//! PostgreSQL repository backed by sqlx

use axum::async_trait;
use chrono::{DateTime, Utc};
use common::error::DatabaseError;
use sqlx::{PgPool, Row};
use tracing::info;
use uuid::Uuid;

use super::{ChirpyRepository, RepositoryError, RepositoryResult, check_refresh_token};
use crate::models::{Chirp, RefreshToken, User};

/// PostgreSQL repository
#[derive(Clone)]
pub struct PgRepository {
    pool: PgPool,
}

impl PgRepository {
    /// Create a new repository on top of an initialised pool
    pub fn new(pool: PgPool) -> Self {
        Self { pool }
    }
}

#[async_trait]
impl ChirpyRepository for PgRepository {
    async fn create_user(&self, email: &str, hashed_password: &str) -> RepositoryResult<User> {
        info!("Creating new user: {}", email);

        sqlx::query_as::<_, User>(
            r#"
            INSERT INTO users (id, created_at, updated_at, email, hashed_password)
            VALUES ($1, NOW(), NOW(), $2, $3)
            RETURNING id, created_at, updated_at, email, hashed_password, is_chirpy_red
            "#,
        )
        .bind(Uuid::new_v4())
        .bind(email)
        .bind(hashed_password)
        .fetch_one(&self.pool)
        .await
        .map_err(|e| {
            let err = DatabaseError::Query(e);
            if err.is_unique_violation() {
                RepositoryError::DuplicateEmail
            } else {
                RepositoryError::Database(err)
            }
        })
    }

    async fn get_user_by_email(&self, email: &str) -> RepositoryResult<User> {
        let user = sqlx::query_as::<_, User>(
            r#"
            SELECT id, created_at, updated_at, email, hashed_password, is_chirpy_red
            FROM users
            WHERE email = $1
            "#,
        )
        .bind(email)
        .fetch_one(&self.pool)
        .await?;

        Ok(user)
    }

    async fn update_user_email_and_password(
        &self,
        user_id: Uuid,
        email: &str,
        hashed_password: &str,
    ) -> RepositoryResult<User> {
        info!("Updating credentials for user: {}", user_id);

        sqlx::query_as::<_, User>(
            r#"
            UPDATE users
            SET email = $2, hashed_password = $3, updated_at = NOW()
            WHERE id = $1
            RETURNING id, created_at, updated_at, email, hashed_password, is_chirpy_red
            "#,
        )
        .bind(user_id)
        .bind(email)
        .bind(hashed_password)
        .fetch_one(&self.pool)
        .await
        .map_err(|e| match e {
            sqlx::Error::RowNotFound => RepositoryError::NotFound,
            other => {
                let err = DatabaseError::Query(other);
                if err.is_unique_violation() {
                    RepositoryError::DuplicateEmail
                } else {
                    RepositoryError::Database(err)
                }
            }
        })
    }

    async fn upgrade_user_to_paid(&self, user_id: Uuid) -> RepositoryResult<()> {
        info!("Upgrading user {} to Chirpy Red", user_id);

        let result = sqlx::query(
            r#"
            UPDATE users
            SET is_chirpy_red = TRUE, updated_at = NOW()
            WHERE id = $1
            "#,
        )
        .bind(user_id)
        .execute(&self.pool)
        .await?;

        if result.rows_affected() == 0 {
            return Err(RepositoryError::NotFound);
        }

        Ok(())
    }

    async fn reset_users(&self) -> RepositoryResult<()> {
        info!("Deleting all users");

        sqlx::query("DELETE FROM users").execute(&self.pool).await?;

        Ok(())
    }

    async fn create_chirp(&self, body: &str, author_id: Uuid) -> RepositoryResult<Chirp> {
        let chirp = sqlx::query_as::<_, Chirp>(
            r#"
            INSERT INTO chirps (id, created_at, updated_at, body, user_id)
            VALUES ($1, NOW(), NOW(), $2, $3)
            RETURNING id, created_at, updated_at, body, user_id
            "#,
        )
        .bind(Uuid::new_v4())
        .bind(body)
        .bind(author_id)
        .fetch_one(&self.pool)
        .await?;

        Ok(chirp)
    }

    async fn get_chirps(&self) -> RepositoryResult<Vec<Chirp>> {
        let chirps = sqlx::query_as::<_, Chirp>(
            r#"
            SELECT id, created_at, updated_at, body, user_id
            FROM chirps
            ORDER BY created_at ASC
            "#,
        )
        .fetch_all(&self.pool)
        .await?;

        Ok(chirps)
    }

    async fn get_chirp_by_id(&self, id: Uuid) -> RepositoryResult<Chirp> {
        let chirp = sqlx::query_as::<_, Chirp>(
            r#"
            SELECT id, created_at, updated_at, body, user_id
            FROM chirps
            WHERE id = $1
            "#,
        )
        .bind(id)
        .fetch_one(&self.pool)
        .await?;

        Ok(chirp)
    }

    async fn delete_chirp_by_id(&self, id: Uuid) -> RepositoryResult<()> {
        sqlx::query("DELETE FROM chirps WHERE id = $1")
            .bind(id)
            .execute(&self.pool)
            .await?;

        Ok(())
    }

    async fn create_refresh_token(
        &self,
        token: &str,
        user_id: Uuid,
        expires_at: DateTime<Utc>,
    ) -> RepositoryResult<RefreshToken> {
        let refresh_token = sqlx::query_as::<_, RefreshToken>(
            r#"
            INSERT INTO refresh_tokens (token, created_at, updated_at, user_id, expires_at, revoked_at)
            VALUES ($1, NOW(), NOW(), $2, $3, NULL)
            RETURNING token, created_at, updated_at, user_id, expires_at, revoked_at
            "#,
        )
        .bind(token)
        .bind(user_id)
        .bind(expires_at)
        .fetch_one(&self.pool)
        .await?;

        Ok(refresh_token)
    }

    async fn get_user_from_refresh_token(&self, token: &str) -> RepositoryResult<User> {
        let row = sqlx::query(
            r#"
            SELECT u.id, u.created_at, u.updated_at, u.email, u.hashed_password, u.is_chirpy_red,
                   rt.expires_at, rt.revoked_at
            FROM refresh_tokens rt
            JOIN users u ON u.id = rt.user_id
            WHERE rt.token = $1
            "#,
        )
        .bind(token)
        .fetch_optional(&self.pool)
        .await?
        .ok_or(RepositoryError::UnknownToken)?;

        check_refresh_token(
            row.try_get("revoked_at")?,
            row.try_get("expires_at")?,
            Utc::now(),
        )?;

        Ok(User {
            id: row.try_get("id")?,
            created_at: row.try_get("created_at")?,
            updated_at: row.try_get("updated_at")?,
            email: row.try_get("email")?,
            hashed_password: row.try_get("hashed_password")?,
            is_chirpy_red: row.try_get("is_chirpy_red")?,
        })
    }

    async fn revoke_token(&self, token: &str) -> RepositoryResult<()> {
        let result = sqlx::query(
            r#"
            UPDATE refresh_tokens
            SET revoked_at = NOW(), updated_at = NOW()
            WHERE token = $1
            "#,
        )
        .bind(token)
        .execute(&self.pool)
        .await?;

        if result.rows_affected() == 0 {
            return Err(RepositoryError::UnknownToken);
        }

        Ok(())
    }
}
//! In-process repository used by tests and local experiments

use std::collections::HashMap;
use std::sync::Arc;

use axum::async_trait;
use chrono::{DateTime, Utc};
use tokio::sync::Mutex;
use uuid::Uuid;

use super::{ChirpyRepository, RepositoryError, RepositoryResult, check_refresh_token};
use crate::models::{Chirp, RefreshToken, User};

#[derive(Debug, Default)]
struct Tables {
    users: HashMap<Uuid, User>,
    chirps: HashMap<Uuid, Chirp>,
    refresh_tokens: HashMap<String, RefreshToken>,
}

/// Repository keeping every table in memory behind one lock
#[derive(Debug, Clone, Default)]
pub struct MemoryRepository {
    tables: Arc<Mutex<Tables>>,
}

impl MemoryRepository {
    /// Create an empty repository
    pub fn new() -> Self {
        Self::default()
    }
}

#[async_trait]
impl ChirpyRepository for MemoryRepository {
    async fn create_user(&self, email: &str, hashed_password: &str) -> RepositoryResult<User> {
        let mut tables = self.tables.lock().await;

        if tables.users.values().any(|u| u.email == email) {
            return Err(RepositoryError::DuplicateEmail);
        }

        let now = Utc::now();
        let user = User {
            id: Uuid::new_v4(),
            created_at: now,
            updated_at: now,
            email: email.to_string(),
            hashed_password: hashed_password.to_string(),
            is_chirpy_red: false,
        };
        tables.users.insert(user.id, user.clone());

        Ok(user)
    }

    async fn get_user_by_email(&self, email: &str) -> RepositoryResult<User> {
        let tables = self.tables.lock().await;

        tables
            .users
            .values()
            .find(|u| u.email == email)
            .cloned()
            .ok_or(RepositoryError::NotFound)
    }

    async fn update_user_email_and_password(
        &self,
        user_id: Uuid,
        email: &str,
        hashed_password: &str,
    ) -> RepositoryResult<User> {
        let mut tables = self.tables.lock().await;

        if tables
            .users
            .values()
            .any(|u| u.email == email && u.id != user_id)
        {
            return Err(RepositoryError::DuplicateEmail);
        }

        let user = tables
            .users
            .get_mut(&user_id)
            .ok_or(RepositoryError::NotFound)?;
        user.email = email.to_string();
        user.hashed_password = hashed_password.to_string();
        user.updated_at = Utc::now();

        Ok(user.clone())
    }

    async fn upgrade_user_to_paid(&self, user_id: Uuid) -> RepositoryResult<()> {
        let mut tables = self.tables.lock().await;

        let user = tables
            .users
            .get_mut(&user_id)
            .ok_or(RepositoryError::NotFound)?;
        user.is_chirpy_red = true;
        user.updated_at = Utc::now();

        Ok(())
    }

    async fn reset_users(&self) -> RepositoryResult<()> {
        let mut tables = self.tables.lock().await;

        tables.users.clear();
        tables.chirps.clear();
        tables.refresh_tokens.clear();

        Ok(())
    }

    async fn create_chirp(&self, body: &str, author_id: Uuid) -> RepositoryResult<Chirp> {
        let mut tables = self.tables.lock().await;

        // foreign key on chirps.user_id
        if !tables.users.contains_key(&author_id) {
            return Err(RepositoryError::NotFound);
        }

        let now = Utc::now();
        let chirp = Chirp {
            id: Uuid::new_v4(),
            created_at: now,
            updated_at: now,
            body: body.to_string(),
            user_id: author_id,
        };
        tables.chirps.insert(chirp.id, chirp.clone());

        Ok(chirp)
    }

    async fn get_chirps(&self) -> RepositoryResult<Vec<Chirp>> {
        let tables = self.tables.lock().await;

        let mut chirps: Vec<Chirp> = tables.chirps.values().cloned().collect();
        chirps.sort_by_key(|c| c.created_at);

        Ok(chirps)
    }

    async fn get_chirp_by_id(&self, id: Uuid) -> RepositoryResult<Chirp> {
        let tables = self.tables.lock().await;

        tables
            .chirps
            .get(&id)
            .cloned()
            .ok_or(RepositoryError::NotFound)
    }

    async fn delete_chirp_by_id(&self, id: Uuid) -> RepositoryResult<()> {
        let mut tables = self.tables.lock().await;
        tables.chirps.remove(&id);

        Ok(())
    }

    async fn create_refresh_token(
        &self,
        token: &str,
        user_id: Uuid,
        expires_at: DateTime<Utc>,
    ) -> RepositoryResult<RefreshToken> {
        let mut tables = self.tables.lock().await;

        if !tables.users.contains_key(&user_id) {
            return Err(RepositoryError::NotFound);
        }

        let now = Utc::now();
        let refresh_token = RefreshToken {
            token: token.to_string(),
            created_at: now,
            updated_at: now,
            user_id,
            expires_at,
            revoked_at: None,
        };
        tables
            .refresh_tokens
            .insert(refresh_token.token.clone(), refresh_token.clone());

        Ok(refresh_token)
    }

    async fn get_user_from_refresh_token(&self, token: &str) -> RepositoryResult<User> {
        let tables = self.tables.lock().await;

        let refresh_token = tables
            .refresh_tokens
            .get(token)
            .ok_or(RepositoryError::UnknownToken)?;
        check_refresh_token(refresh_token.revoked_at, refresh_token.expires_at, Utc::now())?;

        tables
            .users
            .get(&refresh_token.user_id)
            .cloned()
            .ok_or(RepositoryError::UnknownToken)
    }

    async fn revoke_token(&self, token: &str) -> RepositoryResult<()> {
        let mut tables = self.tables.lock().await;

        let refresh_token = tables
            .refresh_tokens
            .get_mut(token)
            .ok_or(RepositoryError::UnknownToken)?;
        let now = Utc::now();
        refresh_token.revoked_at = Some(now);
        refresh_token.updated_at = now;

        Ok(())
    }
}
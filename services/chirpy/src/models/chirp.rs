//! Chirp model and related payloads

use chrono::{DateTime, Utc};
use serde::{Deserialize, Serialize};
use sqlx::FromRow;
use uuid::Uuid;

/// Chirp entity, serialized as-is in responses
#[derive(Debug, Clone, PartialEq, Serialize, Deserialize, FromRow)]
pub struct Chirp {
    pub id: Uuid,
    pub created_at: DateTime<Utc>,
    pub updated_at: DateTime<Utc>,
    pub body: String,
    pub user_id: Uuid,
}

/// Body of a chirp creation request
#[derive(Debug, Clone, Default, Deserialize)]
#[serde(default)]
pub struct CreateChirpRequest {
    pub body: String,
}
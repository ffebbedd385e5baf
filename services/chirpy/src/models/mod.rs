//! Chirpy models

pub mod chirp;
pub mod refresh_token;
pub mod user;

// Re-export for convenience
pub use chirp::{Chirp, CreateChirpRequest};
pub use refresh_token::{RefreshToken, TokenResponse};
pub use user::{EmailAndPassword, User, UserResponse, UserWithTokenResponse};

## Aim of the task:
The expected answer is an exact copy of the lines above, beginning at the line with "INSERT INTO refresh_tokens" and ending at the line with "use std::sync::Arc;", with both ends in.

## Problem solution:
            INSERT INTO refresh_tokens (token, created_at, updated_at, user_id, expires_at, revoked_at)
            VALUES ($1, NOW(), NOW(), $2, $3, NULL)
            RETURNING token, created_at, updated_at, user_id, expires_at, revoked_at
            "#,
        )
        .bind(token)
        .bind(user_id)
        .bind(expires_at)
        .fetch_one(&self.pool)
        .await?;

        Ok(refresh_token)
    }

    async fn get_user_from_refresh_token(&self, token: &str) -> RepositoryResult<User> {
        let row = sqlx::query(
            r#"
            SELECT u.id, u.created_at, u.updated_at, u.email, u.hashed_password, u.is_chirpy_red,
                   rt.expires_at, rt.revoked_at
            FROM refresh_tokens rt
            JOIN users u ON u.id = rt.user_id
            WHERE rt.token = $1
            "#,
        )
        .bind(token)
        .fetch_optional(&self.pool)
        .await?
        .ok_or(RepositoryError::UnknownToken)?;

        check_refresh_token(
            row.try_get("revoked_at")?,
            row.try_get("expires_at")?,
            Utc::now(),
        )?;

        Ok(User {
            id: row.try_get("id")?,
            created_at: row.try_get("created_at")?,
            updated_at: row.try_get("updated_at")?,
            email: row.try_get("email")?,
            hashed_password: row.try_get("hashed_password")?,
            is_chirpy_red: row.try_get("is_chirpy_red")?,
        })
    }

    async fn revoke_token(&self, token: &str) -> RepositoryResult<()> {
        let result = sqlx::query(
            r#"
            UPDATE refresh_tokens
            SET revoked_at = NOW(), updated_at = NOW()
            WHERE token = $1
            "#,
        )
        .bind(token)
        .execute(&self.pool)
        .await?;

        if result.rows_affected() == 0 {
            return Err(RepositoryError::UnknownToken);
        }

        Ok(())
    }
}
//! In-process repository used by tests and local experiments

use std::collections::HashMap;
use std::sync::Arc;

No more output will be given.